Date of Award

Winter 1992

Document Type


Degree Name

Doctor of Philosophy (PhD)


Electrical/Computer Engineering


Electrical Engineering

Committee Director

Joseph L. Hibey

Committee Member

Oscar R. Gonzalez

Committee Member

Griffith J. McRee

Committee Member

Carl A. Schulz


We discuss topics in the theory of nonlinear stochastic control, estimation, and decision via a probabilistic approach using measure transformations and martingale theory. First, we investigate the problem of estimating a diffusion process using coordinate transformations and measure transformations, both locally and globally; this is the analog of nonlinear coordinate and state feedback transformations used to obtain exact linearization in nonlinear deterministic control problems. Our results are new in that we use a probabilistic approach rather than a purely geometric one, and also in that we derive representations when the processes are defined locally rather than just globally.

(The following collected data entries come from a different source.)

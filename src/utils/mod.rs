//! Miscellaneous utility structs and functions.

mod callback;
mod errors;

use derive_more::From;
use futures::future::AbortHandle;

#[doc(inline)]
pub use self::{
    callback::Callback,
    errors::{Caused, EngineError, HandlerDetachedError},
};

/// Upgrades the provided [`Weak`] reference, mapping it to a [`Result`] with
/// a [`HandlerDetachedError`], and invokes [`Into::into`] on the error if a
/// concrete error type is provided.
///
/// [`Weak`]: std::rc::Weak
macro_rules! upgrade_or_detached {
    ($v:expr) => {{
        $v.upgrade()
            .ok_or_else(|| tracerr::new!($crate::utils::HandlerDetachedError))
    }};
    ($v:expr, $err:ty) => {{
        $v.upgrade().ok_or_else(|| {
            <$err>::from(tracerr::new!($crate::utils::HandlerDetachedError))
        })
    }};
}

/// Wrapper around [`AbortHandle`] which aborts the spawned task on [`Drop`].
#[derive(Debug, From)]
pub struct TaskHandle(AbortHandle);

impl Drop for TaskHandle {
    fn drop(&mut self) {
        self.0.abort();
    }
}
//! Adapter to the pub/sub signaling transport.
//!
//! The transport itself is an external collaborator: anything able to
//! deliver JSON [`Event`]s to every subscriber of a named topic with
//! at-least-once semantics fits behind [`SignalTransport`]. This module
//! scopes such a transport to a single voice channel topic and owns the
//! "wait until open" part of joining.

use std::rc::Rc;

use derive_more::Display;
use futures::{stream::LocalBoxStream, FutureExt as _, StreamExt as _};
use medea_reactive::ObservableCell;
use tracerr::Traced;

use echo_signal_proto::{ChannelId, Event};

use crate::{
    platform,
    utils::{Caused, TaskHandle},
};

/// Errors occurring in the signaling transport.
#[derive(Clone, Debug, Display)]
pub enum TransportError {
    /// Occurs when a topic subscription cannot be created.
    #[display(fmt = "failed to subscribe to topic: {}", _0)]
    SubscribeFailed(platform::Error),

    /// Occurs when the transport closes before the subscription opens.
    #[display(fmt = "transport closed while opening subscription")]
    InitFailed,

    /// Occurs when an event cannot be published.
    #[display(fmt = "failed to publish event: {}", _0)]
    SendFailed(platform::Error),
}

impl Caused for TransportError {
    fn name(&self) -> &'static str {
        match self {
            Self::SubscribeFailed(_) => "SubscribeFailed",
            Self::InitFailed => "InitFailed",
            Self::SendFailed(_) => "SendFailed",
        }
    }

    fn cause(self) -> Option<platform::Error> {
        match self {
            Self::SubscribeFailed(err) | Self::SendFailed(err) => Some(err),
            Self::InitFailed => None,
        }
    }
}

type Result<T> = std::result::Result<T, Traced<TransportError>>;

/// State of a transport subscription.
#[derive(Clone, Copy, Debug, Eq, PartialEq)]
pub enum TransportState {
    /// Subscription is being established.
    Connecting,

    /// Subscription is live and events flow.
    Open,

    /// Subscription is being torn down.
    Closing,

    /// Subscription is closed or could not be established.
    Closed,
}

/// Pub/sub transport between channel participants.
///
/// Delivery is at-least-once and unordered across different event kinds;
/// retrying failed publishes is the transport's own job, the engine treats
/// [`SignalTransport::send`] as fire-and-forget.
#[cfg_attr(feature = "mockable", mockall::automock)]
pub trait SignalTransport {
    /// Requests a subscription to the provided topic.
    ///
    /// The subscription is live once [`SignalTransport::on_state_change`]
    /// reports [`TransportState::Open`].
    ///
    /// # Errors
    ///
    /// Errors if the subscription request cannot be issued.
    fn subscribe(&self, topic: &str) -> Result<()>;

    /// Removes the subscription to the provided topic.
    fn unsubscribe(&self, topic: &str);

    /// Publishes the provided [`Event`] to the provided topic.
    ///
    /// # Errors
    ///
    /// Errors if the event cannot be handed to the transport.
    fn send(&self, topic: &str, event: &Event) -> Result<()>;

    /// Returns a stream of [`Event`]s delivered for the subscribed topics.
    fn on_message(&self) -> LocalBoxStream<'static, Event>;

    /// Returns a stream of this transport's [`TransportState`] changes.
    fn on_state_change(&self) -> LocalBoxStream<'static, TransportState>;
}

/// [`SignalTransport`] scoped to one voice channel topic.
pub struct SignalingChannel {
    /// Underlying transport.
    transport: Rc<dyn SignalTransport>,

    /// Topic of the voice channel this adapter is scoped to.
    topic: String,

    /// Mirror of the transport's reported state.
    state: Rc<ObservableCell<TransportState>>,

    /// Task piping transport state reports into [`SignalingChannel::state`].
    _state_task: TaskHandle,
}

impl SignalingChannel {
    /// Returns the topic of the provided voice channel.
    #[must_use]
    pub fn topic_of(channel_id: &ChannelId) -> String {
        format!("voice:{}", channel_id)
    }

    /// Opens a [`SignalingChannel`] on the provided channel's topic and
    /// waits until the transport reports the subscription live.
    ///
    /// # Errors
    ///
    /// With [`TransportError::SubscribeFailed`] if the subscription request
    /// cannot be issued, or [`TransportError::InitFailed`] if the transport
    /// closes before the subscription opens.
    pub async fn open(
        transport: Rc<dyn SignalTransport>,
        channel_id: &ChannelId,
    ) -> Result<Self> {
        let topic = Self::topic_of(channel_id);
        let state = Rc::new(ObservableCell::new(TransportState::Connecting));

        let mut transport_state = transport.on_state_change();
        let state_mirror = Rc::clone(&state);
        let (pipe, abort) = futures::future::abortable(async move {
            while let Some(new_state) = transport_state.next().await {
                state_mirror.set(new_state);
            }
        });
        platform::spawn(pipe.map(drop));

        transport.subscribe(&topic)?;

        let mut state_updates = state.subscribe();
        loop {
            match state.get() {
                TransportState::Open => break,
                TransportState::Closed => {
                    return Err(tracerr::new!(TransportError::InitFailed));
                }
                _ => {}
            }
            if state_updates.next().await.is_none() {
                return Err(tracerr::new!(TransportError::InitFailed));
            }
        }

        Ok(Self {
            transport,
            topic,
            state,
            _state_task: TaskHandle::from(abort),
        })
    }

    /// Publishes the provided [`Event`] on this channel's topic.
    ///
    /// # Errors
    ///
    /// Errors if the event cannot be handed to the transport.
    pub fn send(&self, event: &Event) -> Result<()> {
        self.transport.send(&self.topic, event)
    }

    /// Returns the current state of the underlying subscription.
    #[must_use]
    pub fn state(&self) -> TransportState {
        self.state.get()
    }

    /// Removes the underlying topic subscription.
    pub fn close(&self) {
        self.transport.unsubscribe(&self.topic);
    }
}

impl Drop for SignalingChannel {
    fn drop(&mut self) {
        self.close();
    }
}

A gauge transformation then leads to a Feynman-Kac formula that is related to the unnormalized conditional density and subsequent bounds of filter estimates, where some of these bounds are extensions of pre-existing results while others are presented here for the first time. Second, we present new methods and new results in obtaining a minimum principle for partially observed diffusions using calculus of variations when the control variable is present only in the drift coefficient and correlation exists between state and observation noise, and then when the control variable exists in both drift and diffusion coefficients and no correlation exists. Here the problem is formulated as one of complete information, but instead of considering the unnormalized conditional density as the new state, this density is decomposed into two measure-valued processes and leads to a separation principle reminiscent of the linear-quadratic-Gaussian problem and stochastic flows of Euclidean processes. Third, we study the decision problem using likelihood-ratio tests and evaluate the performance using Chernoff bounds. We present new results by expressing both likelihood-ratios and error-probabilities in terms of a ratio of two unnormalized conditional densities where each satisfies a stochastic differential equation that in some cases can be solved in closed form.